• Task item
All lines from the first line of the material up to and including the line with "cycle was closed." must be copied exactly, and no others.

#### Material shown

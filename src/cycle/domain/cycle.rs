//! Task cycle entity and its derived state.

use super::{CycleDomainError, CycleId, TaskId};
use crate::recurrence::DateType;
use chrono::{DateTime, Utc};
use mockable::Clock;
use serde::{Deserialize, Serialize};

/// Derived state of a cycle at a given instant.
#[derive(Debug, Clone, Copy, PartialEq, Eq, Hash, Serialize, Deserialize)]
#[serde(rename_all = "snake_case")]
pub enum CycleState {
    /// Not yet due.
    Pending,
    /// Due date passed without completion.
    Overdue,
    /// Completed or skipped; terminal.
    Completed,
}

/// How a completed cycle was closed.
#[derive(Debug, Clone, Copy, PartialEq, Eq, Hash, Serialize, Deserialize)]
#[serde(rename_all = "snake_case")]
pub enum CycleResolution {
    /// Finished normally.
    Completed,
    /// Skipped through overdue remediation.
    Skipped,
    /// Flagged overdue and replaced by a cycle starting at remediation time.
    Reset,
    /// Flagged overdue and replaced by a cycle starting at its due date.
    Continued,
}

impl CycleResolution {
    /// Returns the canonical storage representation.
    #[must_use]
    pub const fn as_str(self) -> &'static str {
        match self {
            Self::Completed => "completed",
            Self::Skipped => "skipped",
            Self::Reset => "reset",
            Self::Continued => "continued",
        }
    }
}

/// One occurrence of a recurring task.
#[derive(Debug, Clone, PartialEq, Eq, Serialize, Deserialize)]
#[serde(rename_all = "camelCase")]
pub struct TaskCycle {
    id: Option<CycleId>,
    task_id: TaskId,
    start_date: DateTime<Utc>,
    due_date: DateTime<Utc>,
    date_type: DateType,
    is_completed: bool,
    is_overdue: bool,
    completed_date: Option<DateTime<Utc>>,
    created_at: DateTime<Utc>,
    resolution: Option<CycleResolution>,
}

/// Parameter object for reconstructing a persisted cycle.
#[derive(Debug, Clone, PartialEq, Eq)]
pub struct PersistedCycleData {
    /// Persisted cycle identifier.
    pub id: CycleId,
    /// Owning task.
    pub task_id: TaskId,
    /// Persisted start instant.
    pub start_date: DateTime<Utc>,
    /// Persisted due instant.
    pub due_date: DateTime<Utc>,
    /// Calendar system inherited from the task.
    pub date_type: DateType,
    /// Persisted completion flag.
    pub is_completed: bool,
    /// Persisted overdue flag.
    pub is_overdue: bool,
    /// Persisted completion instant.
    pub completed_date: Option<DateTime<Utc>>,
    /// Persisted creation instant.
    pub created_at: DateTime<Utc>,
    /// Persisted resolution.
    pub resolution: Option<CycleResolution>,
}

impl TaskCycle {
    /// Creates an unsaved pending cycle.
    ///
    /// # Errors
    ///
    /// Returns [`CycleDomainError::InvalidWindow`] unless
    /// `start_date < due_date`.
    pub fn new(
        task_id: TaskId,
        start_date: DateTime<Utc>,
        due_date: DateTime<Utc>,
        date_type: DateType,
        clock: &impl Clock,
    ) -> Result<Self, CycleDomainError> {
        if start_date >= due_date {
            return Err(CycleDomainError::InvalidWindow {
                start_date,
                due_date,
            });
        }
        Ok(Self {
            id: None,
            task_id,
            start_date,
            due_date,
            date_type,
            is_completed: false,
            is_overdue: false,
            completed_date: None,
            created_at: clock.utc(),
            resolution: None,
        })
    }

    /// Reconstructs a cycle from persisted storage.
    #[must_use]
    pub const fn from_persisted(data: PersistedCycleData) -> Self {
        Self {
            id: Some(data.id),
            task_id: data.task_id,
            start_date: data.start_date,
            due_date: data.due_date,
            date_type: data.date_type,
            is_completed: data.is_completed,
            is_overdue: data.is_overdue,
            completed_date: data.completed_date,
            created_at: data.created_at,
            resolution: data.resolution,
        }
    }

    /// Returns the cycle with a storage-assigned identifier.
    #[must_use]
    pub const fn with_id(mut self, id: CycleId) -> Self {
        self.id = Some(id);
        self
    }

    /// Returns the storage identifier, `None` until saved.
    #[must_use]
    pub const fn id(&self) -> Option<CycleId> {
        self.id
    }

    /// Returns the owning task identifier.
    #[must_use]
    pub const fn task_id(&self) -> TaskId {
        self.task_id
    }

    /// Returns the start instant.
    #[must_use]
    pub const fn start_date(&self) -> DateTime<Utc> {
        self.start_date
    }

    /// Returns the due instant.
    #[must_use]
    pub const fn due_date(&self) -> DateTime<Utc> {
        self.due_date
    }

    /// Returns the calendar system the cycle was computed in.
    #[must_use]
    pub const fn date_type(&self) -> DateType {
        self.date_type
    }

    /// Returns whether the cycle is completed or skipped.
    #[must_use]
    pub const fn is_completed(&self) -> bool {
        self.is_completed
    }

    /// Returns the persisted overdue flag.
    #[must_use]
    pub const fn is_overdue(&self) -> bool {
        self.is_overdue
    }

    /// Returns the completion instant, if completed.
    #[must_use]
    pub const fn completed_date(&self) -> Option<DateTime<Utc>> {
        self.completed_date
    }

    /// Returns the creation instant.
    #[must_use]
    pub const fn created_at(&self) -> DateTime<Utc> {
        self.created_at
    }

    /// Returns how the cycle was closed, if completed.
    #[must_use]
    pub const fn resolution(&self) -> Option<CycleResolution> {
        self.resolution
    }

    /// Derives the cycle state at `now`.
    ///
    /// A cycle counts as overdue once its flag is set or `now` is past the due
    /// instant, whichever comes first.
    #[must_use]
    pub fn state(&self, now: DateTime<Utc>) -> CycleState {
        if self.is_completed {
            CycleState::Completed
        } else if self.is_overdue || now > self.due_date {
            CycleState::Overdue
        } else {
            CycleState::Pending
        }
    }

    /// Marks the cycle as completed normally.
    ///
    /// # Errors
    ///
    /// Returns [`CycleDomainError::AlreadyCompleted`] if the cycle is closed.
    pub fn mark_completed(&mut self, clock: &impl Clock) -> Result<(), CycleDomainError> {
        self.close(CycleResolution::Completed, clock)
    }

    /// Marks the cycle as skipped.
    ///
    /// # Errors
    ///
    /// Returns [`CycleDomainError::AlreadyCompleted`] if the cycle is closed.
    pub fn mark_skipped(&mut self, clock: &impl Clock) -> Result<(), CycleDomainError> {
        self.close(CycleResolution::Skipped, clock)
    }

    /// Flags the cycle overdue and closes it as replaced by a successor.
    ///
    /// `resolution` records which remediation replaced it.
    ///
    /// # Errors
    ///
    /// Returns [`CycleDomainError::AlreadyCompleted`] if the cycle is closed.
    pub fn mark_superseded(
        &mut self,
        resolution: CycleResolution,
        clock: &impl Clock,
    ) -> Result<(), CycleDomainError> {
        self.mark_overdue()?;
        self.close(resolution, clock)
    }

    /// Sets the overdue flag.
    ///
    /// # Errors
    ///
    /// Returns [`CycleDomainError::AlreadyCompleted`] if the cycle is closed.
    pub const fn mark_overdue(&mut self) -> Result<(), CycleDomainError> {
        if self.is_completed {
            return Err(CycleDomainError::AlreadyCompleted(self.task_id));
        }
        self.is_overdue = true;
        Ok(())
    }

    fn close(
        &mut self,
        resolution: CycleResolution,
        clock: &impl Clock,
    ) -> Result<(), CycleDomainError> {
        if self.is_completed {
            return Err(CycleDomainError::AlreadyCompleted(self.task_id));
        }
        self.is_completed = true;
        self.completed_date = Some(clock.utc());
        self.resolution = Some(resolution);
        Ok(())
    }
}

########

• Written solution
filename src/cycle/domain/cycle.rs
//! Task cycle entity and its derived state.

use super::{CycleDomainError, CycleId, TaskId};
use crate::recurrence::DateType;
use chrono::{DateTime, Utc};
use mockable::Clock;
use serde::{Deserialize, Serialize};

/// Derived state of a cycle at a given instant.
#[derive(Debug, Clone, Copy, PartialEq, Eq, Hash, Serialize, Deserialize)]
#[serde(rename_all = "snake_case")]
pub enum CycleState {
    /// Not yet due.
    Pending,
    /// Due date passed without completion.
    Overdue,
    /// Completed or skipped; terminal.
    Completed,
}

/// How a completed cycle was closed.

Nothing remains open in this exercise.